The determinant is one term in the characteristic polynomial, but you need more than that to show the characteristic polynomials are the same.

The eigenvalues are the roots of the characteristic polynomial so you need to show that every eigenvalue of B is also eigenvalue of A, and vice versa.

If λ is an eigenvalue of B, then there is a vector x such that Bx = λx.

So you need to find a vector y such that Ay = λy.
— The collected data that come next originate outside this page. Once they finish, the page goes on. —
use rustc_hash::FxHashMap;
use serde::{Deserialize, Serialize};

use crate::core::error::InvalidSequenceError;
use crate::core::sequence::Tag;
use crate::core::types::TagId;

/// A tag in a reference set together with its display name
#[derive(Debug, Clone, PartialEq, Eq, Serialize, Deserialize)]
pub struct ReferenceTag {
    pub name: String,
    pub tag: Tag,
}

/// A finite, deduplicated collection of reference tags.
///
/// Ids follow first-insertion order. A repeated sequence keeps the id and name
/// of its first occurrence.
#[derive(Debug, Clone, Default, Serialize, Deserialize)]
#[serde(from = "Vec<ReferenceTag>", into = "Vec<ReferenceTag>")]
pub struct ReferenceSet {
    entries: Vec<ReferenceTag>,

    /// Index: sequence -> id
    tag_to_id: FxHashMap<Tag, TagId>,
}

impl ReferenceSet {
    #[must_use]
    pub fn new() -> Self {
        Self::default()
    }

    /// Build from unnamed tags; names default to `tag<id>`
    #[must_use]
    pub fn from_tags(tags: impl IntoIterator<Item = Tag>) -> Self {
        let mut set = Self::new();
        for tag in tags {
            let name = format!("tag{}", set.len());
            set.insert(name, tag);
        }
        set
    }

    /// Build from raw sequence strings
    ///
    /// # Errors
    ///
    /// Returns `InvalidSequenceError` for the first sequence with a symbol
    /// outside {A,C,G,T}.
    pub fn from_sequences<S: AsRef<[u8]>>(
        sequences: impl IntoIterator<Item = S>,
    ) -> Result<Self, InvalidSequenceError> {
        let tags = sequences
            .into_iter()
            .map(Tag::new)
            .collect::<Result<Vec<_>, _>>()?;
        Ok(Self::from_tags(tags))
    }

    /// Insert a named tag, returning its id. Duplicates return the existing id.
    pub fn insert(&mut self, name: impl Into<String>, tag: Tag) -> TagId {
        if let Some(&id) = self.tag_to_id.get(&tag) {
            return id;
        }
        #[allow(clippy::cast_possible_truncation)] // bounded by memory long before u32::MAX tags
        let id = TagId(self.entries.len() as u32);
        self.tag_to_id.insert(tag.clone(), id);
        self.entries.push(ReferenceTag {
            name: name.into(),
            tag,
        });
        id
    }

    #[must_use]
    pub fn get(&self, id: TagId) -> Option<&ReferenceTag> {
        self.entries.get(id.index())
    }

    #[must_use]
    pub fn tag(&self, id: TagId) -> Option<&Tag> {
        self.get(id).map(|entry| &entry.tag)
    }

    #[must_use]
    pub fn id_of(&self, tag: &Tag) -> Option<TagId> {
        self.tag_to_id.get(tag).copied()
    }

    /// Iterate `(id, entry)` pairs in id order
    pub fn iter(&self) -> impl Iterator<Item = (TagId, &ReferenceTag)> {
        self.entries.iter().enumerate().map(|(i, entry)| {
            #[allow(clippy::cast_possible_truncation)]
            let id = TagId(i as u32);
            (id, entry)
        })
    }

    #[must_use]
    pub fn len(&self) -> usize {
        self.entries.len()
    }

    #[must_use]
    pub fn is_empty(&self) -> bool {
        self.entries.is_empty()
    }
}

impl From<Vec<ReferenceTag>> for ReferenceSet {
    fn from(entries: Vec<ReferenceTag>) -> Self {
        let mut set = Self::new();
        for entry in entries {
            set.insert(entry.name, entry.tag);
        }
        set
    }
}

impl From<ReferenceSet> for Vec<ReferenceTag> {
    fn from(set: ReferenceSet) -> Self {
        set.entries
    }
}

impl FromIterator<Tag> for ReferenceSet {
    fn from_iter<I: IntoIterator<Item = Tag>>(iter: I) -> Self {
        Self::from_tags(iter)
    }
}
You are only given one thing that connects A and B, so just plug and chug...

 

[ISuckAtMath]

Homework Statement

Suppose that C is an invertible matrix, and you are told that

B = CA(C^-1)

prove that A and B have exactly the same characteristic polynomial

do not assume A and B are triangular or diagonal matrices

Homework Equations

given hint: explain why ƛIn = CƛIn(C^-1)

The Attempt at a Solution

B = CA(C^-1)

BC = CA

Det(BC) = Det(CA)

Det(B) Det(C) = Det(C) Det(A)

now that they're just numbers, i divded both sides by Det(C)

Det(B) = Det(A)

i don't know what to do next

 

[Dick]

Homework Statement

Suppose that C is an invertible matrix, and you are told that

B = CA(C^-1)

prove that A and B have exactly the same characteristic polynomial

do not assume A and B are triangular or diagonal matrices

Homework Equations

given hint: explain why ƛIn = CƛIn(C^-1)

The Attempt at a Solution

B = CA(C^-1)

BC = CA

Det(BC) = Det(CA)

Det(B) Det(C) = Det(C) Det(A)

now that they're just numbers, i divded both sides by Det(C)

Det(B) = Det(A)

i don't know what to do next

That's fine so far. But it doesn't help. What expression involving Det gives you the characteristic polynomial?

 

[ISuckAtMath]

That's fine so far. But it doesn't help. What expression involving Det gives you the characteristic polynomial?

well i know det(ƛIn - A)= 0

thus giving the characteristic polynomial (ƛ-ƛ1)(ƛ-ƛ2)...(ƛ-ƛn)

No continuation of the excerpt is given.